Print verbatim the opening line of the material and every subsequent line through the one containing "can run backwards.".
----------------
//! Single-line text field: the widget description and the editing state the
//! platform keeps for it between frames.

use std::ops::Range;
use std::rc::Rc;
use std::time::{Duration, Instant};

use nimbus_core::*;
pub use nimbus_text::TextMetrics;
use unicode_segmentation::GraphemeCursor;

pub const TF_FONT_DP: f32 = 16.0;
pub const TF_LABEL_FLOAT_DP: f32 = 12.0;
pub const TF_HEIGHT_DP: f32 = 56.0;
pub const TF_PADDING_X_DP: f32 = 16.0;
pub const TF_ICON_DP: f32 = 24.0;
/// Text start when a leading icon is present.
pub const TF_ICON_TEXT_X_DP: f32 = 52.0;

const BLINK: Duration = Duration::from_millis(500);
// Keeps the caret off the clip edge when scrolling.
const CARET_MARGIN: f32 = 2.0;

pub fn measure_text(text: &str, px: f32) -> TextMetrics {
    nimbus_text::metrics_for_textfield(text, px)
}

/// Control characters, newlines included, never enter a field.
pub fn sanitize_single_line(text: &str) -> String {
    text.chars().filter(|c| !c.is_control()).collect()
}

fn floor_char_boundary(s: &str, i: usize) -> usize {
    let mut i = i.min(s.len());
    while !s.is_char_boundary(i) {
        i -= 1;
    }
    i
}

fn grapheme_step(text: &str, from: usize, forward: bool) -> usize {
    let mut cursor = GraphemeCursor::new(floor_char_boundary(text, from), text.len(), true);
    let next = if forward {
        cursor.next_boundary(text, 0)
    } else {
        cursor.prev_boundary(text, 0)
    };
    match next {
        Ok(Some(b)) => b,
        _ if forward => text.len(),
        _ => 0,
    }
}

fn char_offset(s: &str, chars: usize) -> usize {
    s.char_indices().nth(chars).map_or(s.len(), |(i, _)| i)
}

/// Editing state of one field. All indices are byte offsets into `text`.
///
/// `selection.start` is the anchor and `selection.end` the caret, so the
/// range can run backwards.
#[derive(Clone, Debug)]
pub struct TextFieldState {
    pub text: String,
    pub selection: Range<usize>,
    /// Range of `text` still owned by the input method.
    pub composition: Option<Range<usize>>,
    /// Horizontal scroll of the content, in px.
    pub scroll_offset: f32,
    pub drag_anchor: Option<usize>,
    pub blink_start: Instant,
}

impl Default for TextFieldState {
    fn default() -> Self {
        Self::new()
    }
}

impl TextFieldState {
    pub fn new() -> Self {
        Self {
            text: String::new(),
            selection: 0..0,
            composition: None,
            scroll_offset: 0.0,
            drag_anchor: None,
            blink_start: Instant::now(),
        }
    }

    /// State showing `text` with the caret at its end.
    pub fn with_text(text: &str) -> Self {
        let mut st = Self::new();
        st.set_text(text);
        st
    }

    /// Replaces everything, e.g. when the bound value changed outside of
    /// editing. Drops any composition.
    pub fn set_text(&mut self, text: &str) {
        self.text = sanitize_single_line(text);
        self.composition = None;
        self.drag_anchor = None;
        self.collapse_to(self.text.len());
    }

    fn clamp(&self, r: &Range<usize>) -> Range<usize> {
        let a = floor_char_boundary(&self.text, r.start);
        let b = floor_char_boundary(&self.text, r.end);
        a.min(b)..a.max(b)
    }

    fn collapse_to(&mut self, at: usize) {
        self.selection = at..at;
        self.reset_caret_blink();
    }

    /// Swaps `range` for already sanitized `with` and returns where the
    /// inserted text starts.
    fn splice(&mut self, range: Range<usize>, with: &str) -> usize {
        let range = self.clamp(&range);
        let start = range.start;
        self.text.replace_range(range, with);
        start
    }

    /// Ordered byte range of the selection.
    pub fn selection_range(&self) -> Range<usize> {
        self.clamp(&self.selection)
    }

    pub fn selected_text(&self) -> &str {
        self.text.get(self.selection_range()).unwrap_or_default()
    }

    pub fn caret_index(&self) -> usize {
        self.selection.end.min(self.text.len())
    }

    /// Typing: replaces the selection and leaves the caret after the input.
    pub fn insert_text(&mut self, text: &str) {
        let text = sanitize_single_line(text);
        let at = self.splice(self.selection.clone(), &text);
        self.collapse_to(at + text.len());
    }

    pub fn delete_backward(&mut self) {
        let sel = self.selection_range();
        let range = if sel.is_empty() {
            grapheme_step(&self.text, sel.start, false)..sel.start
        } else {
            sel
        };
        let at = self.splice(range, "");
        self.collapse_to(at);
    }

    pub fn delete_forward(&mut self) {
        let sel = self.selection_range();
        let range = if sel.is_empty() {
            sel.start..grapheme_step(&self.text, sel.start, true)
        } else {
            sel
        };
        let at = self.splice(range, "");
        self.collapse_to(at);
    }

    /// Moves the caret by `delta` graphemes.
    pub fn move_cursor(&mut self, delta: isize, extend_selection: bool) {
        let mut pos = self.caret_index();
        for _ in 0..delta.unsigned_abs() {
            pos = grapheme_step(&self.text, pos, delta > 0);
        }
        self.place_caret(pos, extend_selection);
    }

    pub fn move_home(&mut self, extend_selection: bool) {
        self.place_caret(0, extend_selection);
    }

    pub fn move_end(&mut self, extend_selection: bool) {
        self.place_caret(self.text.len(), extend_selection);
    }

    fn place_caret(&mut self, pos: usize, extend: bool) {
        if extend {
            self.selection.end = pos;
            self.reset_caret_blink();
        } else {
            self.collapse_to(pos);
        }
    }

    pub fn select_all(&mut self) {
        self.selection = 0..self.text.len();
        self.reset_caret_blink();
    }

    /// Shows preedit `text` in place of the current composition, or of the
    /// selection when none is active. `cursor` is in chars of `text`.
    pub fn set_composition(&mut self, text: String, cursor: Option<(usize, usize)>) {
        let text = sanitize_single_line(&text);
        if text.is_empty() {
            self.cancel_composition();
            return;
        }
        let target = self.composition.take().unwrap_or(self.selection.clone());
        let at = self.splice(target, &text);
        self.composition = Some(at..at + text.len());
        self.selection = match cursor {
            Some((c0, c1)) => at + char_offset(&text, c0)..at + char_offset(&text, c1),
            None => at + text.len()..at + text.len(),
        };
        self.reset_caret_blink();
    }

    pub fn commit_composition(&mut self, text: String) {
        match self.composition.take() {
            Some(r) => {
                let text = sanitize_single_line(&text);
                let at = self.splice(r, &text);
                self.collapse_to(at + text.len());
            }
            None => self.insert_text(&text),
        }
    }

    /// Removes the preedit text again.
    pub fn cancel_composition(&mut self) {
        if let Some(r) = self.composition.take() {
            let at = self.splice(r, "");
            self.collapse_to(at);
        }
    }

    /// Pointer press at `idx`. With `extend` the old anchor is kept.
    pub fn begin_drag(&mut self, idx: usize, extend: bool) {
        let idx = idx.min(self.text.len());
        let anchor = if extend { self.selection.start } else { idx };
        self.drag_anchor = Some(anchor);
        self.selection = anchor.min(idx)..anchor.max(idx);
        self.reset_caret_blink();
    }

    pub fn drag_to(&mut self, idx: usize) {
        if let Some(anchor) = self.drag_anchor {
            let idx = idx.min(self.text.len());
            self.selection = anchor.min(idx)..anchor.max(idx);
        }
        self.reset_caret_blink();
    }

    pub fn end_drag(&mut self) {
        self.drag_anchor = None;
    }

    /// Scrolls just enough for `caret_x` (content px) to sit inside a
    /// viewport `inner_width` wide.
    pub fn ensure_caret_visible(&mut self, caret_x: f32, inner_width: f32) {
        let lo = self.scroll_offset + CARET_MARGIN;
        let hi = self.scroll_offset + inner_width - CARET_MARGIN;
        if caret_x < lo {
            self.scroll_offset = (caret_x - CARET_MARGIN).max(0.0);
        } else if caret_x > hi {
            self.scroll_offset = (caret_x - inner_width + CARET_MARGIN).max(0.0);
        }
    }

    pub fn reset_caret_blink(&mut self) {
        self.blink_start = Instant::now();
    }

    pub fn caret_visible(&self, now: Instant) -> bool {
        let elapsed = now.saturating_duration_since(self.blink_start);
        (elapsed.as_millis() / BLINK.as_millis()) % 2 == 0
    }
}

/// Single-line filled text field. `value` is the text to show; edits made by
/// the platform are reported through `on_change` and must be fed back as the
/// next `value`.
pub fn TextField(
    label: impl Into<String>,
    value: impl Into<String>,
    modifier: Modifier,
    on_change: impl Fn(String) + 'static,
) -> View {
    let label = label.into();
    View::new(
        0,
        ViewKind::TextField {
            state_key: 0,
            value: value.into(),
            label: label.clone(),
            leading_icon: None,
            visual_transformation: VisualTransformation::None,
            keyboard_options: KeyboardOptions::default(),
            keyboard_actions: KeyboardActions::default(),
            on_change: Some(Rc::new(on_change)),
        },
    )
    .modifier(modifier)
    .semantics(Semantics::new(Role::TextField).label(label))
}

/// Field-only builders; they leave other views untouched.
pub trait TextFieldExt: Sized {
    fn leading_icon(self, glyph: IconGlyph) -> View;
    fn visual_transformation(self, vt: VisualTransformation) -> View;
    fn keyboard_options(self, opts: KeyboardOptions) -> View;
    fn keyboard_actions(self, actions: KeyboardActions) -> View;
    /// Persistent key for the platform-managed editing state.
    fn state_key(self, key: u64) -> View;
}

macro_rules! field_setter {
    ($name:ident, $field:ident, $ty:ty, $wrap:expr) => {
        fn $name(mut self, value: $ty) -> View {
            if let ViewKind::TextField { $field, .. } = &mut self.kind {
                *$field = $wrap(value);
            }
            self
        }
    };
}

impl TextFieldExt for View {
    field_setter!(leading_icon, leading_icon, IconGlyph, Some);
    field_setter!(visual_transformation, visual_transformation, VisualTransformation, |v| v);
    field_setter!(keyboard_options, keyboard_options, KeyboardOptions, |v| v);
    field_setter!(keyboard_actions, keyboard_actions, KeyboardActions, |v| v);
    field_setter!(state_key, state_key, u64, |v| v);
}

#[cfg(test)]
mod tests {
    use super::*;

    fn typed(text: &str) -> TextFieldState {
        let mut st = TextFieldState::new();
        st.insert_text(text);
        st
    }

    #[test]
    fn typing_and_backspace() {
        let mut st = typed("alice");
        assert_eq!(st.selection, 5..5);
        st.delete_backward();
        assert_eq!((st.text.as_str(), st.selection.clone()), ("alic", 4..4));
        st.move_home(false);
        st.delete_backward();
        assert_eq!(st.text, "alic");
    }

    #[test]
    fn typing_replaces_selection() {
        let mut st = typed("Hello World");
        st.selection = 0..5;
        st.insert_text("Hi");
        assert_eq!(st.text, "Hi World");
        assert_eq!(st.selection, 2..2);

        st.select_all();
        assert_eq!(st.selected_text(), "Hi World");
        st.delete_forward();
        assert_eq!(st.text, "");
    }

    #[test]
    fn reversed_selection_is_ordered() {
        let mut st = typed("abcd");
        st.move_cursor(-3, true);
        assert_eq!(st.selection, 4..1);
        assert_eq!(st.selection_range(), 1..4);
        st.delete_backward();
        assert_eq!(st.text, "a");
    }

    #[test]
    fn preedit_then_commit() {
        let mut st = typed("Test ");
        st.set_composition("日本".into(), Some((0, 2)));
        assert_eq!(st.text, "Test 日本");
        assert_eq!(st.composition, Some(5..11));
        assert_eq!(st.selection, 5..11);

        st.set_composition("日本語".into(), None);
        assert_eq!(st.text, "Test 日本語");
        st.commit_composition("日本語".into());
        assert_eq!(st.text, "Test 日本語");
        assert!(st.composition.is_none());
        assert_eq!(st.caret_index(), st.text.len());
    }

    #[test]
    fn cancelled_preedit_leaves_no_trace() {
        let mut st = TextFieldState::with_text("ab");
        st.set_composition("xy".into(), None);
        assert_eq!(st.text, "abxy");
        st.cancel_composition();
        assert_eq!(st.text, "ab");
        assert_eq!(st.selection, 2..2);

        // An empty preedit also cancels.
        st.set_composition("z".into(), None);
        st.set_composition(String::new(), None);
        assert_eq!(st.text, "ab");
    }

    #[test]
    fn caret_moves_by_grapheme() {
        let mut st = typed("A👍🏽B");
        st.move_cursor(-1, false);
        assert_eq!(st.caret_index(), "A👍🏽".len());
        st.delete_backward();
        assert_eq!(st.text, "AB");
        assert_eq!(st.selection, 1..1);
        st.move_home(false);
        st.delete_forward();
        assert_eq!(st.text, "B");
        st.move_cursor(10, false);
        assert_eq!(st.caret_index(), 1);
    }

    #[test]
    fn control_chars_are_dropped() {
        let mut st = typed("a\nb\tc\u{7f}");
        assert_eq!(st.text, "abc");
        st.commit_composition("\r".into());
        assert_eq!(st.text, "abc");
    }

    #[test]
    fn drag_extends_from_anchor() {
        let mut st = TextFieldState::with_text("hello");
        st.begin_drag(1, false);
        st.drag_to(4);
        assert_eq!(st.selected_text(), "ell");
        st.end_drag();
        st.drag_to(0);
        assert_eq!(st.selected_text(), "ell");
    }

    #[test]
    fn caret_scrolls_into_view() {
        let mut st = TextFieldState::new();
        st.ensure_caret_visible(150.0, 100.0);
        assert_eq!(st.scroll_offset, 52.0);
        st.ensure_caret_visible(20.0, 100.0);
        assert_eq!(st.scroll_offset, 18.0);
    }

    #[test]
    fn caret_blinks_on_given_clock() {
        let st = TextFieldState::new();
        assert!(st.caret_visible(st.blink_start));
        assert!(!st.caret_visible(st.blink_start + Duration::from_millis(600)));
        assert!(st.caret_visible(st.blink_start + Duration::from_millis(1100)));
    }

    #[test]
    fn setters_ignore_other_views() {
        let v = View::new(0, ViewKind::Box).leading_icon(IconGlyph::Lock);
        assert!(matches!(v.kind, ViewKind::Box));
        let f = TextField("pw", "", Modifier::new(), |_| {}).state_key(7);
        assert!(matches!(f.kind, ViewKind::TextField { state_key: 7, .. }));
    }
}
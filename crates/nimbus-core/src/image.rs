//! Thread-local store of RGBA8 images.
//!
//! Views reference pixels by [`ImageHandle`]; the renderer looks the data up
//! at draw time and re-uploads whenever `generation` moves. Video players
//! write each new frame into their handle with [`update_image`].

use std::cell::RefCell;
use std::sync::Arc;

use slotmap::{SlotMap, new_key_type};

use crate::Rect;

new_key_type! {
    pub struct ImageHandle;
}

#[derive(Clone, Debug)]
pub struct ImageData {
    pub width: u32,
    pub height: u32,
    /// Tightly packed RGBA8, `width * height * 4` bytes.
    pub rgba: Arc<[u8]>,
    pub generation: u64,
}

thread_local! {
    static IMAGES: RefCell<SlotMap<ImageHandle, ImageData>> = RefCell::new(SlotMap::with_key());
}

fn valid(width: u32, height: u32, rgba: &[u8]) -> bool {
    rgba.len() == width as usize * height as usize * 4
}

/// Returns `None` when the buffer does not match the given size.
pub fn insert_image(width: u32, height: u32, rgba: Arc<[u8]>) -> Option<ImageHandle> {
    if !valid(width, height, &rgba) {
        log::warn!(
            "insert_image: {} bytes for {}x{} image",
            rgba.len(),
            width,
            height
        );
        return None;
    }
    Some(IMAGES.with(|m| {
        m.borrow_mut().insert(ImageData {
            width,
            height,
            rgba,
            generation: 0,
        })
    }))
}

/// Replaces the pixels behind `handle` and bumps its generation.
pub fn update_image(handle: ImageHandle, width: u32, height: u32, rgba: Arc<[u8]>) -> bool {
    if !valid(width, height, &rgba) {
        log::warn!("update_image: size mismatch for {}x{}", width, height);
        return false;
    }
    IMAGES.with(|m| match m.borrow_mut().get_mut(handle) {
        Some(img) => {
            img.width = width;
            img.height = height;
            img.rgba = rgba;
            img.generation += 1;
            true
        }
        None => false,
    })
}

pub fn remove_image(handle: ImageHandle) -> bool {
    IMAGES.with(|m| m.borrow_mut().remove(handle).is_some())
}

pub fn image_size(handle: ImageHandle) -> Option<(u32, u32)> {
    IMAGES.with(|m| m.borrow().get(handle).map(|i| (i.width, i.height)))
}

pub fn image_exists(handle: ImageHandle) -> bool {
    IMAGES.with(|m| m.borrow().contains_key(handle))
}

pub fn with_image<R>(handle: ImageHandle, f: impl FnOnce(&ImageData) -> R) -> Option<R> {
    IMAGES.with(|m| m.borrow().get(handle).map(f))
}

pub fn image_count() -> usize {
    IMAGES.with(|m| m.borrow().len())
}

/// How an image is fitted into the rect of its view.
#[derive(Clone, Copy, Debug, Default, PartialEq, Eq)]
pub enum ImageFit {
    /// Whole image visible, letterboxed.
    #[default]
    Contain,
    /// Fills the rect, cropping the overflowing axis evenly on both sides.
    Cover,
    /// Stretches to the rect.
    Fill,
}

impl ImageFit {
    /// Destination rect and source uv rect `[u0, v0, u1, v1]` for an image of
    /// `src` pixels drawn into `dst`.
    pub fn place(self, dst: Rect, src: (u32, u32)) -> (Rect, [f32; 4]) {
        let full = [0.0, 0.0, 1.0, 1.0];
        let (sw, sh) = (src.0 as f32, src.1 as f32);
        if sw <= 0.0 || sh <= 0.0 || dst.w <= 0.0 || dst.h <= 0.0 {
            return (dst, full);
        }
        let src_aspect = sw / sh;
        let dst_aspect = dst.w / dst.h;
        match self {
            ImageFit::Fill => (dst, full),
            ImageFit::Contain => {
                let scale = (dst.w / sw).min(dst.h / sh);
                let (w, h) = (sw * scale, sh * scale);
                let r = Rect {
                    x: dst.x + (dst.w - w) * 0.5,
                    y: dst.y + (dst.h - h) * 0.5,
                    w,
                    h,
                };
                (r, full)
            }
            ImageFit::Cover => {
                if src_aspect > dst_aspect {
                    // too wide: crop left/right
                    let visible = dst_aspect / src_aspect;
                    let u0 = (1.0 - visible) * 0.5;
                    (dst, [u0, 0.0, u0 + visible, 1.0])
                } else {
                    let visible = src_aspect / dst_aspect;
                    let v0 = (1.0 - visible) * 0.5;
                    (dst, [0.0, v0, 1.0, v0 + visible])
                }
            }
        }
    }
}

#[cfg(test)]
mod tests {
    use super::*;

    #[test]
    fn cover_crops_symmetrically() {
        let dst = Rect::new(0.0, 0.0, 100.0, 100.0);
        let (r, uv) = ImageFit::Cover.place(dst, (200, 100));
        assert_eq!(r, dst);
        assert!((uv[0] - 0.25).abs() < 1e-6);
        assert!((uv[2] - 0.75).abs() < 1e-6);
        assert_eq!((uv[1], uv[3]), (0.0, 1.0));

        let (r, uv) = ImageFit::Cover.place(dst, (100, 400));
        assert_eq!(r, dst);
        assert!((uv[1] - 0.375).abs() < 1e-6);
        assert!((uv[3] - 0.625).abs() < 1e-6);
    }

    #[test]
    fn contain_letterboxes() {
        let (r, uv) = ImageFit::Contain.place(Rect::new(0.0, 0.0, 100.0, 100.0), (200, 100));
        assert_eq!(r, Rect::new(0.0, 25.0, 100.0, 50.0));
        assert_eq!(uv, [0.0, 0.0, 1.0, 1.0]);
    }

    #[test]
    fn store_bumps_generation() {
        let h = insert_image(1, 1, Arc::from(vec![1u8, 2, 3, 4])).unwrap();
        assert_eq!(with_image(h, |i| i.generation), Some(0));
        assert!(update_image(h, 1, 1, Arc::from(vec![0u8; 4])));
        assert_eq!(with_image(h, |i| i.generation), Some(1));
        assert!(!update_image(h, 2, 2, Arc::from(vec![0u8; 4])));
        assert!(remove_image(h));
        assert!(!image_exists(h));
        assert!(insert_image(2, 2, Arc::from(vec![0u8; 3])).is_none());
    }
}
use crate::{Rect, ViewId};

/// What a node is to assistive technology and to UI tests.
#[derive(Clone, Copy, Debug, PartialEq, Eq)]
pub enum Role {
    Text,
    Button,
    TextField,
    Image,
    Container,
}

/// Role and accessible name a widget declares for itself.
#[derive(Clone, Debug, PartialEq)]
pub struct Semantics {
    pub role: Role,
    pub label: Option<String>,
}

impl Semantics {
    pub fn new(role: Role) -> Self {
        Self { role, label: None }
    }

    pub fn label(mut self, label: impl Into<String>) -> Self {
        self.label = Some(label.into());
        self
    }
}

/// One entry of the flattened tree produced by each frame, in paint order.
///
/// Platform accessibility bridges and the headless session both read this.
#[derive(Clone, Debug, PartialEq)]
pub struct SemNode {
    /// Same id as the view and its hit region.
    pub id: ViewId,
    pub role: Role,
    pub label: Option<String>,
    /// Displayed value of a text field, after its visual transformation.
    pub value: Option<String>,
    pub rect: Rect,
    pub focused: bool,
    pub enabled: bool,
}

impl SemNode {
    pub fn new(id: ViewId, role: Role, label: impl Into<String>, rect: Rect) -> Self {
        Self {
            id,
            role,
            label: Some(label.into()),
            value: None,
            rect,
            focused: false,
            enabled: true,
        }
    }

    pub fn value(mut self, value: impl Into<String>) -> Self {
        self.value = Some(value.into());
        self
    }

    pub fn focused(mut self, focused: bool) -> Self {
        self.focused = focused;
        self
    }

    pub fn enabled(mut self, enabled: bool) -> Self {
        self.enabled = enabled;
        self
    }
}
----------------
= Reply to the task =
//! Single-line text field: the widget description and the editing state the
//! platform keeps for it between frames.

use std::ops::Range;
use std::rc::Rc;
use std::time::{Duration, Instant};

use nimbus_core::*;
pub use nimbus_text::TextMetrics;
use unicode_segmentation::GraphemeCursor;

pub const TF_FONT_DP: f32 = 16.0;
pub const TF_LABEL_FLOAT_DP: f32 = 12.0;
pub const TF_HEIGHT_DP: f32 = 56.0;
pub const TF_PADDING_X_DP: f32 = 16.0;
pub const TF_ICON_DP: f32 = 24.0;
/// Text start when a leading icon is present.
pub const TF_ICON_TEXT_X_DP: f32 = 52.0;

const BLINK: Duration = Duration::from_millis(500);
// Keeps the caret off the clip edge when scrolling.
const CARET_MARGIN: f32 = 2.0;

pub fn measure_text(text: &str, px: f32) -> TextMetrics {
    nimbus_text::metrics_for_textfield(text, px)
}

/// Control characters, newlines included, never enter a field.
pub fn sanitize_single_line(text: &str) -> String {
    text.chars().filter(|c| !c.is_control()).collect()
}

fn floor_char_boundary(s: &str, i: usize) -> usize {
    let mut i = i.min(s.len());
    while !s.is_char_boundary(i) {
        i -= 1;
    }
    i
}

fn grapheme_step(text: &str, from: usize, forward: bool) -> usize {
    let mut cursor = GraphemeCursor::new(floor_char_boundary(text, from), text.len(), true);
    let next = if forward {
        cursor.next_boundary(text, 0)
    } else {
        cursor.prev_boundary(text, 0)
    };
    match next {
        Ok(Some(b)) => b,
        _ if forward => text.len(),
        _ => 0,
    }
}

fn char_offset(s: &str, chars: usize) -> usize {
    s.char_indices().nth(chars).map_or(s.len(), |(i, _)| i)
}

/// Editing state of one field. All indices are byte offsets into `text`.
///
/// `selection.start` is the anchor and `selection.end` the caret, so the
/// range can run backwards.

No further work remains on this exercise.